An increase

in number of HEp-2 cells without any adhering

An increase

in number of HEp-2 cells without any adhering bacteria was observed in the presence of either antiserum, accordingly (Figure 2). However, pre-incubation with normal rabbit sera at 1:5 OICR-9429 purchase dilution (data not shown) showed the same selleck kinase inhibitor diffuse, moderate adherence as in the absence of any antisera (Additional file 2, Figure 3 panel B and Figure 2). Figure 3 Adherence patterns of O157 strains on HEp-2 cells, in the presence of D + Mannose and +/− antisera. Panel A, O157 strain EDL933, in the presence of “pooled antisera” against LEE. Intimin and flagellar H7 proteins, and the anti-Intimin antisera alone, at 1:100 and 1:10 dilutions, respectively. Panel B, O157 strain EDL933, in the absence of any sera (No sera). Panel C, O157 strain 86–24 (Intimin-positive) and Selleck CHIR 99021 its mutant derivatives, 86-24eae Δ10 (Intimin-negative), and 86-24eae Δ10 (pEB310) (Initmin-positive) in the absence of any sera. The immunofluorescence (IF) stained slides are shown at 40x magnification. O157 have green fluorescence, actin filaments of HEp-2 cells have orange-red fluorescence, and their nuclei have blue fluorescence. The results observed with the adherence inhibition assays were further verified by the adherence patterns of

O157 strain 86–24 (86–24) and its mutant derivatives on HEp-2 and RSE cells (Figure 3, panel C, Figures 4 and 2).

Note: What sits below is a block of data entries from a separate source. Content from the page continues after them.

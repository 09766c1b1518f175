//! State-space planning over binary transition facts.

use std::collections::{HashMap, HashSet, VecDeque};

use serde::{Deserialize, Serialize};

use super::SolveError;

#[derive(Debug, Clone, Default, PartialEq, Eq)]
pub struct PlanProblem {
    pub start: String,
    pub goal: String,
    pub max_depth: usize,
    /// state → successor states, in fact order.
    pub transitions: HashMap<String, Vec<String>>,
    /// States the plan may never enter.
    pub forbidden: HashSet<String>,
}

impl PlanProblem {
    pub fn add_transition(&mut self, from: &str, to: &str) {
        let next = self.transitions.entry(from.to_string()).or_default();
        if !next.iter().any(|n| n == to) {
            next.push(to.to_string());
        }
    }
}

#[derive(Debug, Clone, PartialEq, Eq, Serialize, Deserialize)]
pub struct PlanStep {
    pub from: String,
    pub to: String,
}

#[derive(Debug, Clone, PartialEq, Eq, Serialize, Deserialize)]
pub struct Plan {
    pub steps: Vec<PlanStep>,
}

impl Plan {
    /// `A -> B -> C`
    pub fn trail(&self, start: &str) -> String {
        let mut out = start.to_string();
        for step in &self.steps {
            out.push_str(" -> ");
            out.push_str(&step.to);
        }
        out
    }
}

pub trait Planner {
    /// Shortest plan from start to goal, or `None` if unreachable within the bound.
    fn plan(&self, problem: &PlanProblem) -> Result<Option<Plan>, SolveError>;
}

#[derive(Debug, Clone, Copy, Default)]
pub struct BfsPlanner;

impl Planner for BfsPlanner {
    fn plan(&self, problem: &PlanProblem) -> Result<Option<Plan>, SolveError> {
        if problem.start.is_empty() || problem.goal.is_empty() {
            return Err(SolveError::IncompletePlan);
        }
        if problem.forbidden.contains(&problem.start) {
            return Ok(None);
        }
        if problem.start == problem.goal {
            return Ok(Some(Plan { steps: Vec::new() }));
        }

        let mut parent: HashMap<&str, &str> = HashMap::new();
        let mut seen: HashSet<&str> = HashSet::from([problem.start.as_str()]);
        let mut queue = VecDeque::from([(problem.start.as_str(), 0usize)]);

        while let Some((state, depth)) = queue.pop_front() {
            if depth >= problem.max_depth {
                continue;
            }
            let Some(next) = problem.transitions.get(state) else {
                continue;
            };
            for succ in next {
                let succ = succ.as_str();
                if problem.forbidden.contains(succ) || !seen.insert(succ) {
                    continue;
                }
                parent.insert(succ, state);
                if succ == problem.goal {
                    let mut steps = Vec::new();
                    let mut cursor = succ;
                    while let Some(&prev) = parent.get(cursor) {
                        steps.push(PlanStep {
                            from: prev.to_string(),
                            to: cursor.to_string(),
                        });
                        cursor = prev;
                    }
                    steps.reverse();
                    return Ok(Some(Plan { steps }));
                }
                queue.push_back((succ, depth + 1));
            }
        }
        Ok(None)
    }
}

#[cfg(test)]
mod tests {
    use super::*;

    fn problem(edges: &[(&str, &str)], max_depth: usize) -> PlanProblem {
        let mut p = PlanProblem {
            start: "Home".into(),
            goal: "Office".into(),
            max_depth,
            ..PlanProblem::default()
        };
        for (a, b) in edges {
            p.add_transition(a, b);
        }
        p
    }

    #[test]
    fn shortest_path() {
        let p = problem(
            &[("Home", "A"), ("A", "B"), ("B", "Office"), ("Home", "C"), ("C", "Office")],
            5,
        );
        let plan = BfsPlanner.plan(&p).unwrap().unwrap();
        assert_eq!(plan.trail("Home"), "Home -> C -> Office");
    }

    #[test]
    fn guard_and_depth_bound() {
        let mut p = problem(&[("Home", "C"), ("C", "Office"), ("Home", "A"), ("A", "B"), ("B", "Office")], 5);
        p.forbidden.insert("C".into());
        assert_eq!(BfsPlanner.plan(&p).unwrap().unwrap().steps.len(), 3);

        p.max_depth = 2;
        assert!(BfsPlanner.plan(&p).unwrap().is_none());
    }

    #[test]
    fn missing_goal_is_error() {
        let p = PlanProblem {
            start: "Home".into(),
            ..PlanProblem::default()
        };
        assert!(matches!(BfsPlanner.plan(&p), Err(SolveError::IncompletePlan)));
    }
}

The intimin-negative mutant 86-24eae Δ10 did not adhere well to the HEp-2 cells compared to the intimin-positive, wild-type 86–24 or complemented mutant, 86-24eae Δ10(pEB310) that demonstrated diffuse, moderate adherence (Figure 3, panel C, Figure 2, and Additional file 2). Actin accumulation observed in the majority of HEp-2 cells with 100x magnification only in the presence of 86–24

and Methane monooxygenase 86-24eae Δ10(pEB310), along with an increase in the number of HEp-2 cells without adhering bacteria in the presence of 86-24eae Δ10, further verified these observations (data not shown). This confirmed the role of intimin in O157 adherence to HEp-2 cells. On the otherhand, 86–24 and all its mutant derivatives demonstrated diffuse, strong adherence to RSE cells, irrespective of intimin expression (Figures 4 and 2, and Additional file 1). Infact with 86-24eae Δ10, the number of RSE cells with adhering bacteria actually increased, which suggested that intimin did not have a role in the adherence of O157 to RSE cells. Figure 4 Adherence patterns of O157 strain 86–24 (Intimin-positive) and its mutant derivatives, 86-24 eae Δ10 (Intimin-negative) and 86-24 eae Δ10 (pEB310) (Initmin-positive), on RSE cells, in the presence of D + Mannose. The immunofluorescence (IF) stained slides are shown at 40x magnification. O157 have green fluorescence, cytokeratins’ of RSE cells have orange-red fluorescence, and their nuclei have blue fluorescence.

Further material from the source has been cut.